PhD Transfer Exam | Ivan Shevchenko, Stability Analysis of Switched Dynamical Systems

Monday, June 29, 2026 2:00 pm - 3:00 pm EDT (GMT -04:00)

Location

M3 3103

Candidate

Ivan Shevchenko | Applied Math, University of Waterloo

Title

Stability Analysis of Switched Dynamical Systems

Abstract

In many applications, dynamical systems may display abrupt changes between different modes of operation; examples are plentiful in the studies of power systems, traffic control, epidemiology, robotics, and numerous other topics in various scientific and engineering disciplines. Such phenomena are often best modelled as switched systems, which are given by a collection of "subsystems" defined on the same state space together with a time-dependent "switching signal" specifying which subsystem governs the dynamics at a given moment in time. The subsystems are often assumed to admit a common equilibrium point, and a central question in switched systems theory is to investigate asymptotic stability properties of this equilibrium point.

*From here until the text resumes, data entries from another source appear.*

//! Listener handle
//!
//! A `Subscription` owns its bounded inbox and its registration. Dropping it
//! (normally, on error, or because the task awaiting it was cancelled)
//! removes the registration, so an abandoned listener can never linger in
//! the registry.

use std::sync::Arc;

use bytes::Bytes;
use tokio::sync::mpsc;

use super::registry::Registry;

/// Identifier of a single listener within the notifier
pub type ListenerId = u64;

/// A live listener registered under one key
pub struct Subscription {
    key: String,
    id: ListenerId,
    rx: mpsc::Receiver<Bytes>,
    registry: Arc<Registry>,
}

impl Subscription {
    pub(super) fn new(
        key: String,
        id: ListenerId,
        rx: mpsc::Receiver<Bytes>,
        registry: Arc<Registry>,
    ) -> Self {
        Self {
            key,
            id,
            rx,
            registry,
        }
    }

    /// Key this listener is registered under
    pub fn key(&self) -> &str {
        &self.key
    }

    /// Listener identifier, usable with `Notifier::unsubscribe`
    pub fn id(&self) -> ListenerId {
        self.id
    }

    /// Wait for the next message
    ///
    /// Cancel-safe: dropping the future loses no message. Returns `None`
    /// once the listener has been unregistered and its buffer drained.
    pub async fn recv(&mut self) -> Option<Bytes> {
        self.rx.recv().await
    }

    /// Take the next message if one is already buffered
    pub fn try_recv(&mut self) -> Option<Bytes> {
        self.rx.try_recv().ok()
    }

    /// Unregister now instead of waiting for drop
    pub fn unsubscribe(self) {
        drop(self);
    }
}

impl Drop for Subscription {
    fn drop(&mut self) {
        self.registry.remove(&self.key, self.id);
    }
}

impl std::fmt::Debug for Subscription {
    fn fmt(&self, f: &mut std::fmt::Formatter<'_>) -> std::fmt::Result {
        f.debug_struct("Subscription")
            .field("key", &self.key)
            .field("id", &self.id)
            .finish()
    }
}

One approach of addressing this question is to find conditions on the subsystem dynamics such that asymptotic stability holds uniformly over all possible switching signals. In the case of continuous-time and linear subsystem dynamics in two-dimensional state-space, I will present novel necessary and sufficient conditions for such uniform asymptotic stability to hold. A complementary and underdeveloped approach for stability analysis of switched systems involves fixing the subsystem dynamics and characterizing the set of switching signals which result in asymptotic stability. Again assuming continuous-time linear dynamics, I will discuss recently published work in which an approximate characterization of such stabilizing switching signals is given in the time-periodic setting. Additionally, I will talk about a new framework for estimating the domain of attraction under automaton-constrained switching signals in the discrete-time nonlinear setting, effectively extending the classical Zubov's method originally developed for unswitched systems. I will conclude by discussing future research directions pertaining to networks of switched systems.